It is not difficult to see that this is an unsuitable design pattern for VUIs. The Peak of Attention in this case would be too long and too dense. By the time the system has recited a list of 10 or 15 varieties of margaritas, it is unlikely that the user will be able to recall the first or second option, as their attention was focused on absorbing the information later in the list.
A good rule of thumb would be to limit lists to a maximum of 3 to 5 options per interaction. If the list is longer, then it may be useful to split the list by ending it and asking something like “would you like to hear more possibilities?” This would lower the information density, but would require additional peaks if the user has not heard a possibility that solves their problem. In short, not a great solution. The cognitive load is too high.
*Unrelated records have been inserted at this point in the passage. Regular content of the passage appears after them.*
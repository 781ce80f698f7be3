// src/repository/metadata.rs

//! Remote catalog document schema
//!
//! A catalog is a JSON document enumerating packages and their downloadable
//! artifacts for one repository. Each artifact is one concrete version with
//! its own dependency list; the catalog's `id` becomes the repository id
//! stamped on every record flattened out of it.

use crate::manifest::Manifest;
use crate::resolver::{Constraint, VersionedPackage};
use crate::version::{SemanticVersion, VersionRange};
use serde::{Deserialize, Serialize};
use std::collections::BTreeMap;

/// A dependency declaration on a catalog artifact
#[derive(Debug, Clone, PartialEq, Eq, Serialize, Deserialize)]
pub struct ArtifactDependency {
    pub id: String,
    #[serde(skip_serializing_if = "Option::is_none")]
    pub min: Option<SemanticVersion>,
    #[serde(skip_serializing_if = "Option::is_none")]
    pub max: Option<SemanticVersion>,
    #[serde(skip_serializing_if = "Option::is_none")]
    pub repository_id: Option<String>,
}

impl ArtifactDependency {
    pub fn to_constraint(&self) -> Constraint {
        Constraint {
            package_id: self.id.clone(),
            range: VersionRange {
                min: self.min,
                max: self.max,
            },
            repository_id: self.repository_id.clone(),
        }
    }
}

/// One downloadable version of a package
#[derive(Debug, Clone, PartialEq, Eq, Serialize, Deserialize)]
pub struct Artifact {
    pub url: String,
    pub version: SemanticVersion,
    #[serde(default)]
    pub supported_arch: Vec<String>,
    #[serde(default)]
    pub dependencies: Vec<ArtifactDependency>,
}

/// A package entry in a catalog, holding one artifact per published version
#[derive(Debug, Clone, PartialEq, Eq, Serialize, Deserialize)]
pub struct PackageEntry {
    #[serde(default)]
    pub manifest_version: u32,
    pub name: String,
    pub author: String,
    pub description: String,
    pub artifacts: Vec<Artifact>,
}

/// A remote repository catalog document
#[derive(Debug, Clone, PartialEq, Eq, Serialize, Deserialize)]
pub struct RepositoryCatalog {
    pub manifest_version: u32,
    pub id: String,
    pub name: String,
    pub description: String,
    pub packages: BTreeMap<String, PackageEntry>,
}

impl RepositoryCatalog {
    /// Flatten the catalog into one record per (package, artifact) pair,
    /// each stamped with this catalog's id
    pub fn flatten(&self) -> Vec<VersionedPackage> {
        let mut records = Vec::new();
        for (package_id, entry) in &self.packages {
            for artifact in &entry.artifacts {
                records.push(versioned_package(package_id, &self.id, artifact));
            }
        }
        records
    }

    /// Locate the artifact matching a flattened record
    pub fn find_artifact(&self, package_id: &str, version: &SemanticVersion) -> Option<&Artifact> {
        self.packages.get(package_id).and_then(|entry| {
            entry
                .artifacts
                .iter()
                .find(|artifact| artifact.version == *version)
        })
    }
}

/// Build a resolver record from a catalog artifact
pub fn versioned_package(
    package_id: &str,
    repository_id: &str,
    artifact: &Artifact,
) -> VersionedPackage {
    VersionedPackage {
        id: package_id.to_string(),
        repository_id: repository_id.to_string(),
        version: artifact.version,
        supported_arch: artifact.supported_arch.clone(),
        dependencies: artifact
            .dependencies
            .iter()
            .map(ArtifactDependency::to_constraint)
            .collect(),
    }
}

/// Build a resolver record from an archive or installed-state manifest
pub fn versioned_package_from_manifest(
    manifest: &Manifest,
    repository_id: &str,
) -> VersionedPackage {
    VersionedPackage {
        id: manifest.id.clone(),
        repository_id: repository_id.to_string(),
        version: manifest.version,
        supported_arch: manifest.supported_arch.clone(),
        dependencies: manifest
            .dependencies
            .iter()
            .map(|(dep_id, spec)| Constraint {
                package_id: dep_id.clone(),
                range: spec.range(),
                repository_id: spec.repository_id.clone(),
            })
            .collect(),
    }
}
Clearly, this pattern is far from ideal in its auditory form, and is a great example of how speech should really be combined with other interfaces to create a better experience.
One thing that GUIs can do very well is to display longs lists of information and allow users to browse them.
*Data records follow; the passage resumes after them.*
// build.rs

use clap::{Arg, Command};
use clap_mangen::Man;
use std::env;
use std::fs;
use std::path::PathBuf;

/// Common argument: repository catalog URL
fn repo_arg() -> Arg {
    Arg::new("repo")
        .long("repo")
        .value_name("URL")
        .action(clap::ArgAction::Append)
        .help("Repository catalog URL (repeatable)")
}

/// Common argument: dry run
fn dry_run_arg() -> Arg {
    Arg::new("dry_run")
        .short('n')
        .long("dry-run")
        .action(clap::ArgAction::SetTrue)
        .help("Perform a trial run with no changes made")
}

fn build_cli() -> Command {
    Command::new("kpm")
        .version(env!("CARGO_PKG_VERSION"))
        .about("Package manager for jailbroken Kindle e-readers")
        .arg(
            Arg::new("base_dir")
                .long("base-dir")
                .value_name("DIR")
                .help("Override the base directory"),
        )
        .subcommand(
            Command::new("list")
                .about("List available packages")
                .arg(repo_arg())
                .arg(
                    Arg::new("installed")
                        .short('i')
                        .long("installed")
                        .action(clap::ArgAction::SetTrue)
                        .help("List installed packages only"),
                ),
        )
        .subcommand(
            Command::new("resolve")
                .about("Resolve package requests without installing anything")
                .arg(repo_arg())
                .arg(Arg::new("constraints").num_args(0..).help("Constraint expressions")),
        )
        .subcommand(
            Command::new("install")
                .about("Install .kpkg files and packages from repositories")
                .arg(repo_arg())
                .arg(dry_run_arg())
                .arg(Arg::new("args").num_args(0..).help(".kpkg files and constraint expressions")),
        )
        .subcommand(
            Command::new("uninstall")
                .about("Uninstall installed packages by id")
                .arg(repo_arg())
                .arg(dry_run_arg())
                .arg(Arg::new("args").num_args(0..).help("Constraint expressions naming installed packages")),
        )
        .subcommand(
            Command::new("extract")
                .about("Inspect or extract a .kpkg archive")
                .arg(Arg::new("archive").required(true).help("Archive to read"))
                .arg(
                    Arg::new("output")
                        .short('o')
                        .long("output")
                        .default_value(".")
                        .help("Directory to extract into"),
                )
                .arg(
                    Arg::new("test")
                        .short('t')
                        .long("test")
                        .action(clap::ArgAction::SetTrue)
                        .help("List entries instead of extracting"),
                ),
        )
        .subcommand(
            Command::new("create")
                .about("Create a .kpkg archive from a package directory")
                .arg(Arg::new("input_dir").required(true).help("Package directory"))
                .arg(
                    Arg::new("output")
                        .short('o')
                        .long("output")
                        .help("Output archive path"),
                )
                .arg(
                    Arg::new("compress")
                        .short('c')
                        .long("compress")
                        .default_value("none")
                        .help("Compression to apply: none, gzip, or xz"),
                ),
        )
}

fn main() {
    println!("cargo:rerun-if-changed=build.rs");

    let manifest_dir = match env::var("CARGO_MANIFEST_DIR") {
        Ok(dir) => PathBuf::from(dir),
        Err(e) => {
            println!("cargo:warning=CARGO_MANIFEST_DIR not set: {}", e);
            return;
        }
    };
    let man_dir = manifest_dir.join("man");

    if let Err(e) = fs::create_dir_all(&man_dir) {
        println!("cargo:warning=Failed to create man directory: {}", e);
        return;
    }

    let man = Man::new(build_cli());
    let mut buffer = Vec::new();
    if let Err(e) = man.render(&mut buffer) {
        println!("cargo:warning=Failed to render man page: {}", e);
        return;
    }

    if let Err(e) = fs::write(man_dir.join("kpm.1"), buffer) {
        println!("cargo:warning=Failed to write man page: {}", e);
    }
}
So rather than trying to squeeze an unsuitable design pattern into a VUI, this is an instance where designers should recognize the strength of combining VUI with GUI and allowing them to do what each one does best.
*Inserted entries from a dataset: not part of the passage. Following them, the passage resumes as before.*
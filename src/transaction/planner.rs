// src/transaction/planner.rs

//! Transition planning
//!
//! The planner diffs the installed state against a resolved set and emits an
//! ordered plan: packages to remove, then packages to add. Both lists come
//! out in dependency order (dependencies before dependents) so that hooks
//! always run with their dependencies present. Addition edges come from the
//! resolved set; removal edges come from the installed records.

use crate::resolver::{DependencyGraph, ResolvedSet, VersionedPackage};
use std::collections::BTreeMap;
use tracing::debug;

/// Ordered removals and additions turning `installed` into `resolved`
#[derive(Debug, Default)]
pub struct TransitionPlan {
    pub removals: Vec<VersionedPackage>,
    pub additions: Vec<VersionedPackage>,
}

impl TransitionPlan {
    pub fn is_empty(&self) -> bool {
        self.removals.is_empty() && self.additions.is_empty()
    }
}

/// Diff installed packages against the resolved set
///
/// - installed but not resolved: removal
/// - resolved but not installed, or installed at another version: addition
///   (and removal of the old version)
/// - same id and version on both sides: no-op
///
/// Historical installed state may carry several records per id; only the
/// newest one is considered.
pub fn plan_transition(
    installed: &BTreeMap<String, Vec<VersionedPackage>>,
    resolved: &ResolvedSet,
) -> TransitionPlan {
    let mut removal_records: BTreeMap<&str, &VersionedPackage> = BTreeMap::new();
    let mut addition_records: BTreeMap<&str, &VersionedPackage> = BTreeMap::new();

    let current: BTreeMap<&str, &VersionedPackage> = installed
        .iter()
        .filter_map(|(id, records)| {
            records
                .iter()
                .max_by_key(|record| record.version)
                .map(|record| (id.as_str(), record))
        })
        .collect();

    for (&id, &record) in &current {
        match resolved.get(id) {
            None => {
                removal_records.insert(id, record);
            }
            Some(selected) if selected.version != record.version => {
                removal_records.insert(id, record);
                addition_records.insert(id, selected);
            }
            Some(_) => {}
        }
    }
    for (id, selected) in resolved {
        if !current.contains_key(id.as_str()) {
            addition_records.insert(id.as_str(), selected);
        }
    }

    debug!(
        removals = removal_records.len(),
        additions = addition_records.len(),
        "computed transition diff"
    );

    TransitionPlan {
        removals: order_by_dependencies(&removal_records),
        additions: order_by_dependencies(&addition_records),
    }
}

/// Order a diff subset so dependencies come before their dependents
fn order_by_dependencies(
    records: &BTreeMap<&str, &VersionedPackage>,
) -> Vec<VersionedPackage> {
    let mut graph = DependencyGraph::new();
    for (id, record) in records {
        graph.add_node(*id);
        for dep in &record.dependencies {
            graph.add_edge(*id, dep.package_id.as_str());
        }
    }

    graph
        .dependency_order()
        .into_iter()
        .map(|id| (*records[id.as_str()]).clone())
        .collect()
}

#[cfg(test)]
mod tests {
    use super::*;
    use crate::resolver::{Constraint, Resolver};
    use crate::version::{SemanticVersion, VersionRange};

    fn constraint_min(id: &str, major: u32, minor: u32, patch: u32) -> Constraint {
        Constraint {
            package_id: id.to_string(),
            range: VersionRange {
                min: Some(SemanticVersion::new(major, minor, patch)),
                max: None,
            },
            repository_id: None,
        }
    }

    fn pkg(id: &str, major: u32, minor: u32, patch: u32, deps: Vec<Constraint>) -> VersionedPackage {
        VersionedPackage {
            id: id.to_string(),
            repository_id: String::new(),
            version: SemanticVersion::new(major, minor, patch),
            supported_arch: Vec::new(),
            dependencies: deps,
        }
    }

    fn labels(records: &[VersionedPackage]) -> Vec<String> {
        records.iter().map(|record| record.to_string()).collect()
    }

    fn resolve(universe: Vec<VersionedPackage>, constraints: &[Constraint]) -> ResolvedSet {
        Resolver::new(universe).resolve(constraints).unwrap()
    }

    #[test]
    fn test_linear_chain_installs_leaves_first() {
        let resolved = resolve(
            vec![
                pkg("pkgA", 1, 0, 0, vec![constraint_min("pkgB", 1, 0, 0)]),
                pkg("pkgB", 1, 0, 0, vec![constraint_min("pkgC", 1, 0, 0)]),
                pkg("pkgC", 1, 0, 0, vec![constraint_min("pkgD", 1, 0, 0)]),
                pkg("pkgD", 1, 0, 0, vec![constraint_min("pkgE", 1, 0, 0)]),
                pkg("pkgE", 1, 0, 0, vec![]),
            ],
            &[constraint_min("pkgA", 1, 0, 0)],
        );

        let plan = plan_transition(&BTreeMap::new(), &resolved);
        assert!(plan.removals.is_empty());
        assert_eq!(
            labels(&plan.additions),
            vec![
                "pkgE-1.0.0",
                "pkgD-1.0.0",
                "pkgC-1.0.0",
                "pkgB-1.0.0",
                "pkgA-1.0.0",
            ]
        );
    }

    #[test]
    fn test_branching_dependencies_share_order() {
        let resolved = resolve(
            vec![
                pkg("pkgA", 1, 0, 0, vec![constraint_min("pkgB", 1, 0, 0)]),
                pkg(
                    "pkgB",
                    1,
                    0,
                    0,
                    vec![
                        constraint_min("pkgC", 1, 0, 0),
                        constraint_min("pkgD", 1, 0, 0),
                    ],
                ),
                pkg("pkgC", 1, 0, 0, vec![constraint_min("pkgD", 1, 0, 0)]),
                pkg("pkgD", 1, 0, 0, vec![]),
            ],
            &[
                constraint_min("pkgD", 1, 0, 0),
                constraint_min("pkgA", 1, 0, 0),
            ],
        );

        let plan = plan_transition(&BTreeMap::new(), &resolved);
        assert_eq!(
            labels(&plan.additions),
            vec!["pkgD-1.0.0", "pkgC-1.0.0", "pkgB-1.0.0", "pkgA-1.0.0"]
        );
    }

    #[test]
    fn test_version_change_removes_then_adds() {
        let resolved = resolve(
            vec![
                pkg("pkgA", 1, 0, 0, vec![constraint_min("pkgB", 1, 0, 0)]),
                pkg("pkgB", 1, 0, 0, vec![constraint_min("pkgC", 1, 0, 0)]),
                pkg("pkgC", 1, 0, 0, vec![]),
            ],
            &[constraint_min("pkgA", 1, 0, 0)],
        );

        let mut installed = BTreeMap::new();
        installed.insert("pkgC".to_string(), vec![pkg("pkgC", 0, 9, 9, vec![])]);

        let plan = plan_transition(&installed, &resolved);
        assert_eq!(labels(&plan.removals), vec!["pkgC-0.9.9"]);
        assert_eq!(
            labels(&plan.additions),
            vec!["pkgC-1.0.0", "pkgB-1.0.0", "pkgA-1.0.0"]
        );
    }

    #[test]
    fn test_full_removal_orders_leaves_first() {
        let mut installed = BTreeMap::new();
        installed.insert(
            "pkgA".to_string(),
            vec![pkg("pkgA", 1, 0, 0, vec![constraint_min("pkgB", 1, 0, 0)])],
        );
        installed.insert(
            "pkgB".to_string(),
            vec![pkg("pkgB", 1, 0, 0, vec![constraint_min("pkgC", 1, 0, 0)])],
        );
        installed.insert("pkgC".to_string(), vec![pkg("pkgC", 1, 0, 0, vec![])]);
        installed.insert(
            "pkgD".to_string(),
            vec![pkg("pkgD", 1, 0, 0, vec![constraint_min("pkgA", 1, 0, 0)])],
        );

        let plan = plan_transition(&installed, &ResolvedSet::new());
        assert!(plan.additions.is_empty());
        assert_eq!(
            labels(&plan.removals),
            vec!["pkgC-1.0.0", "pkgB-1.0.0", "pkgA-1.0.0", "pkgD-1.0.0"]
        );
    }

    #[test]
    fn test_cycle_is_tolerated() {
        let resolved = resolve(
            vec![
                pkg("pkgA", 1, 0, 0, vec![constraint_min("pkgB", 1, 0, 0)]),
                pkg(
                    "pkgB",
                    1,
                    0,
                    0,
                    vec![
                        constraint_min("pkgC", 1, 0, 0),
                        constraint_min("pkgD", 1, 0, 0),
                    ],
                ),
                pkg("pkgC", 1, 0, 0, vec![constraint_min("pkgD", 1, 0, 0)]),
                pkg("pkgD", 1, 0, 0, vec![constraint_min("pkgC", 1, 0, 0)]),
            ],
            &[
                constraint_min("pkgD", 1, 0, 0),
                constraint_min("pkgA", 1, 0, 0),
            ],
        );

        let plan = plan_transition(&BTreeMap::new(), &resolved);
        let added = labels(&plan.additions);
        assert_eq!(added.len(), 4);

        let mut first_two: Vec<_> = added[0..2].to_vec();
        first_two.sort();
        assert_eq!(first_two, vec!["pkgC-1.0.0", "pkgD-1.0.0"]);

        let mut last_two: Vec<_> = added[2..].to_vec();
        last_two.sort();
        assert_eq!(last_two, vec!["pkgA-1.0.0", "pkgB-1.0.0"]);
    }

    #[test]
    fn test_same_version_is_a_no_op() {
        let resolved = resolve(
            vec![pkg("pkgA", 1, 0, 0, vec![])],
            &[constraint_min("pkgA", 1, 0, 0)],
        );

        let mut installed = BTreeMap::new();
        installed.insert("pkgA".to_string(), vec![pkg("pkgA", 1, 0, 0, vec![])]);

        let plan = plan_transition(&installed, &resolved);
        assert!(plan.is_empty());
    }

    #[test]
    fn test_newest_historical_record_wins() {
        let resolved = resolve(
            vec![pkg("pkgA", 2, 0, 0, vec![])],
            &[constraint_min("pkgA", 2, 0, 0)],
        );

        // Two historical entries; the newer one matches the resolved set
        let mut installed = BTreeMap::new();
        installed.insert(
            "pkgA".to_string(),
            vec![
                pkg("pkgA", 1, 0, 0, vec![]),
                pkg("pkgA", 2, 0, 0, vec![]),
            ],
        );

        let plan = plan_transition(&installed, &resolved);
        assert!(plan.is_empty());
    }
}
For instance, the request for Margarita recipes could be made using voice, and the initial response for top results could be returned with voice, but the rest of the results could be shown on a companion screen.
UX designers have to start thinking across interface paradigms and use the potential of each one to create the best overall experience.
Use Grice’s Maxim of Quantity
Another principle that can be derived from this idea of Peaks of Attention is for the VUI to get to the point quickly – and then get out of the way.
Superfluous information in VUIs is much more expensive, in terms of cognitive load, than it is in GUIs. Therefore designers have to be much more ruthless about what they exclude from an interaction. Every conversational turn should delight the user, rather the frustrating them.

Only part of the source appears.